Michael Wesch is Assistant Professor of Cultural Anthropology at Kansas State University and he is doing some innovative and significant work on the impact of digital media. Many people probably had their first exposure to him through the YouTube sensation The Machine is Us/ing Us that beautifully illustrates what Web 2.0 is and its implications. The last portion of the video poses that scenario that we need to rethink some things. Two particular aspects of change for this post are scholarly communication and pedagogy.

Wesch’s involvement of his students in the Digital Ethnography project shows a different model of teaching which is much more in concert with the involved content-creating generation he teaches. His presentation to the Library of Congress on June 3, 2008 called An anthropological introduction to YouTube demonstrates this well and brings up even more fascinating developments of perceptions of community and ourselves. The student involvement is a model that I would like to explore further. Wesch explains his philosophy of his concept of teaching as “anti-teaching” and can inform how we can better facilitate learning in our students.

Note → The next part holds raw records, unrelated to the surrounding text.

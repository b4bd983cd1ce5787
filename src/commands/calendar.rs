use super::app::{current_month, visible_member, App};
use crate::libs::calendar::load_month;
use crate::libs::messages::Message;
use crate::libs::role::{Access, Manager};
use crate::libs::view::View;
use crate::{msg_info, msg_print};
use anyhow::Result;
use clap::Args;

#[derive(Debug, Args)]
pub struct CalendarArgs {
    /// YYYY-MM, the current month when omitted
    #[arg(long)]
    month: Option<String>,
    /// Only this member's attendance (executives only)
    #[arg(short, long)]
    member: Option<i64>,
}

pub async fn cmd(args: CalendarArgs) -> Result<()> {
    let mut app = App::load()?;
    let user = app.require(Manager::Calendar, Access::Read)?;
    let month = args.month.unwrap_or_else(current_month);
    let names = app.names(&user).await?;

    // Interviews are visible to executives only.
    let calendar = load_month(
        app.db(),
        &month,
        visible_member(&user, args.member),
        user.role.is_executive(),
        &names,
    )
    .await?;
    if calendar.is_empty() {
        msg_info!(Message::CalendarEmpty(month));
        return Ok(());
    }

    msg_print!(Message::CalendarHeader(month), true);
    View::calendar(&calendar)?;
    Ok(())
}
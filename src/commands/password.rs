use crate::libs::auth::hash_password;
use crate::libs::config::prompt_new_password;
use crate::libs::messages::Message;
use crate::msg_print;
use anyhow::Result;

/// Prints an Argon2 hash for the `admin.password_hash` setting.
pub fn cmd() -> Result<()> {
    let password = prompt_new_password()?;
    msg_print!(Message::PasswordHash(hash_password(&password)?));
    Ok(())
}
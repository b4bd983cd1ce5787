#[cfg(test)]
mod tests {
    use backoffice::api::Backend;
    use backoffice::db::attendance::Attendance;
    use backoffice::db::kpi::{IndicatorInput, Kpi};
    use backoffice::db::local::LocalStore;
    use backoffice::db::recruitment::{CandidateInput, Recruitment};
    use backoffice::db::schedules::{ScheduleInput, Schedules};
    use backoffice::db::schema::MEMBERS;
    use backoffice::libs::calendar::{load_month, EntryKind};
    use backoffice::libs::dashboard;
    use chrono::{Duration, NaiveDate, NaiveDateTime, NaiveTime, Utc};
    use serde_json::json;
    use std::collections::HashMap;
    use tempfile::TempDir;
    use test_context::{test_context, AsyncTestContext};

    struct CalendarTestContext {
        _temp_dir: TempDir,
        store: LocalStore,
        names: HashMap<i64, String>,
        kim: i64,
        ola: i64,
    }

    impl AsyncTestContext for CalendarTestContext {
        async fn setup() -> Self {
            let temp_dir = tempfile::tempdir().unwrap();
            let store = LocalStore::open(&temp_dir.path().join("backoffice.db")).unwrap();

            let mut names = HashMap::new();
            let mut ids = Vec::new();
            for (email, name) in [("kim@example.com", "Kim"), ("ola@example.com", "Ola")] {
                let row = store
                    .insert(
                        MEMBERS,
                        json!({
                            "email": email,
                            "name": name,
                            "role": "employee",
                            "password_hash": "$argon2id$unused",
                            "is_active": true,
                            "created_at": "2026-01-05T09:00:00Z",
                        }),
                    )
                    .await
                    .unwrap();
                let id = row["id"].as_i64().unwrap();
                names.insert(id, name.to_string());
                ids.push(id);
            }

            let schedules = Schedules::new(&store);
            schedules
                .add(
                    &ScheduleInput {
                        title: "Offsite".to_string(),
                        start_at: "2026-10-08 13:00".to_string(),
                        end_at: Some("2026-10-09 17:00".to_string()),
                        location: Some("Porto".to_string()),
                        ..Default::default()
                    },
                    None,
                )
                .await
                .unwrap();
            schedules
                .add(
                    &ScheduleInput {
                        title: "Budget review".to_string(),
                        start_at: "2026-11-02 10:00".to_string(),
                        ..Default::default()
                    },
                    None,
                )
                .await
                .unwrap();

            let recruitment = Recruitment::new(&store);
            let candidate = recruitment
                .add(
                    &CandidateInput {
                        candidate_name: "Rae".to_string(),
                        position: "Designer".to_string(),
                        ..Default::default()
                    },
                    Utc::now(),
                )
                .await
                .unwrap();
            recruitment
                .schedule_interview(candidate.id.unwrap(), "2026-10-08 09:30", Some("Ivy"))
                .await
                .unwrap();

            CalendarTestContext {
                _temp_dir: temp_dir,
                store,
                names,
                kim: ids[0],
                ola: ids[1],
            }
        }
    }

    impl CalendarTestContext {
        fn attendance(&self) -> Attendance<'_, LocalStore> {
            Attendance::new(&self.store, NaiveTime::from_hms_opt(9, 0, 0).unwrap(), Duration::hours(8))
        }
    }

    fn date(month: u32, day: u32) -> NaiveDate {
        NaiveDate::from_ymd_opt(2026, month, day).unwrap()
    }

    fn at(day: u32, h: u32, m: u32) -> NaiveDateTime {
        date(10, day).and_hms_opt(h, m, 0).unwrap()
    }

    #[test_context(CalendarTestContext)]
    #[tokio::test]
    async fn test_month_merges_every_source(ctx: &mut CalendarTestContext) {
        let attendance = ctx.attendance();
        attendance.check_in(ctx.kim, at(9, 8, 50), None, None).await.unwrap();

        let calendar = load_month(&ctx.store, "2026-10", None, true, &ctx.names).await.unwrap();
        assert_eq!(calendar.len(), 2);

        let eighth = &calendar[&date(10, 8)];
        assert_eq!(eighth.len(), 2);
        assert_eq!(eighth[0].kind, EntryKind::Interview);
        assert_eq!(eighth[0].title, "Rae (Designer)");
        assert_eq!(eighth[1].kind, EntryKind::Schedule);
        assert_eq!(eighth[1].detail.as_deref(), Some("Porto"));

        let ninth = &calendar[&date(10, 9)];
        assert_eq!(ninth[0].kind, EntryKind::Schedule);
        assert_eq!(ninth[0].time, None);
        assert_eq!(ninth[1].title, "Kim: present");
    }

    #[test_context(CalendarTestContext)]
    #[tokio::test]
    async fn test_interviews_hidden_unless_requested(ctx: &mut CalendarTestContext) {
        let calendar = load_month(&ctx.store, "2026-10", None, false, &ctx.names).await.unwrap();
        assert!(calendar
            .values()
            .flatten()
            .all(|entry| entry.kind != EntryKind::Interview));
    }

    #[test_context(CalendarTestContext)]
    #[tokio::test]
    async fn test_attendance_limited_to_member(ctx: &mut CalendarTestContext) {
        let attendance = ctx.attendance();
        attendance.check_in(ctx.kim, at(14, 9, 0), None, None).await.unwrap();
        attendance.check_in(ctx.ola, at(14, 9, 15), None, None).await.unwrap();

        let calendar = load_month(&ctx.store, "2026-10", Some(ctx.ola), false, &ctx.names).await.unwrap();
        let fourteenth = &calendar[&date(10, 14)];
        assert_eq!(fourteenth.len(), 1);
        assert_eq!(fourteenth[0].title, "Ola: late");
    }

    #[test_context(CalendarTestContext)]
    #[tokio::test]
    async fn test_month_must_be_valid(ctx: &mut CalendarTestContext) {
        assert!(load_month(&ctx.store, "10/2026", None, false, &ctx.names).await.is_err());

        let december = load_month(&ctx.store, "2026-12", None, true, &ctx.names).await.unwrap();
        assert!(december.is_empty());
    }

    #[test_context(CalendarTestContext)]
    #[tokio::test]
    async fn test_dashboard_for_member(ctx: &mut CalendarTestContext) {
        let attendance = ctx.attendance();
        attendance.check_in(ctx.kim, at(16, 8, 45), None, None).await.unwrap();
        attendance.check_in(ctx.ola, at(16, 9, 5), None, None).await.unwrap();

        let kpi = Kpi::new(&ctx.store);
        let indicator = kpi
            .add_indicator(&IndicatorInput {
                name: "Tickets solved".to_string(),
                unit: "count".to_string(),
                category: "support".to_string(),
                description: None,
            })
            .await
            .unwrap();
        kpi.set_target(indicator.id.unwrap(), ctx.kim, "2026-10", 20.0).await.unwrap();
        kpi.set_target(indicator.id.unwrap(), ctx.ola, "2026-10", 20.0).await.unwrap();

        let now = at(16, 12, 0);
        let company = dashboard::load(&ctx.store, &attendance, now, None).await.unwrap();
        assert_eq!(company.period, "2026-10");
        assert_eq!(company.kpi.len(), 2);
        assert_eq!(company.today.len(), 2);
        assert_eq!(company.upcoming.len(), 1);
        assert_eq!(company.upcoming[0].title, "Budget review");

        let own = dashboard::load(&ctx.store, &attendance, now, Some(ctx.kim)).await.unwrap();
        assert_eq!(own.kpi.len(), 1);
        assert_eq!(own.today.len(), 1);
        assert_eq!(own.today[0].member_id, ctx.kim);
    }
}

Secondly, Wesch mentions in passing that his tenure committee should take notice of his videos on YouTube and how they have been used. This is a theme I want to explore further and how new media is considered as a vehicle of scholarly communication. Already the format of video has entered the print-dominated field of academic journals with the respectable Journal of Visualized Experiments which is the first of its kind indexed in PubMed. I also want to explore how blogs are used for academic promotion as well as peer-reviewed academic communication. Eric Schnell at Ohio State has a good post that mentions others who are exploring blogging as scholarly communication besides himself.

As a final side note, some of the elements of the [anthropological intro…]video address loneliness and how some find a way to address it on YouTube. It is interesting to hear this when I have heard two different professors express how isolated they feel just this week. The library as place for community does not have to be just physical.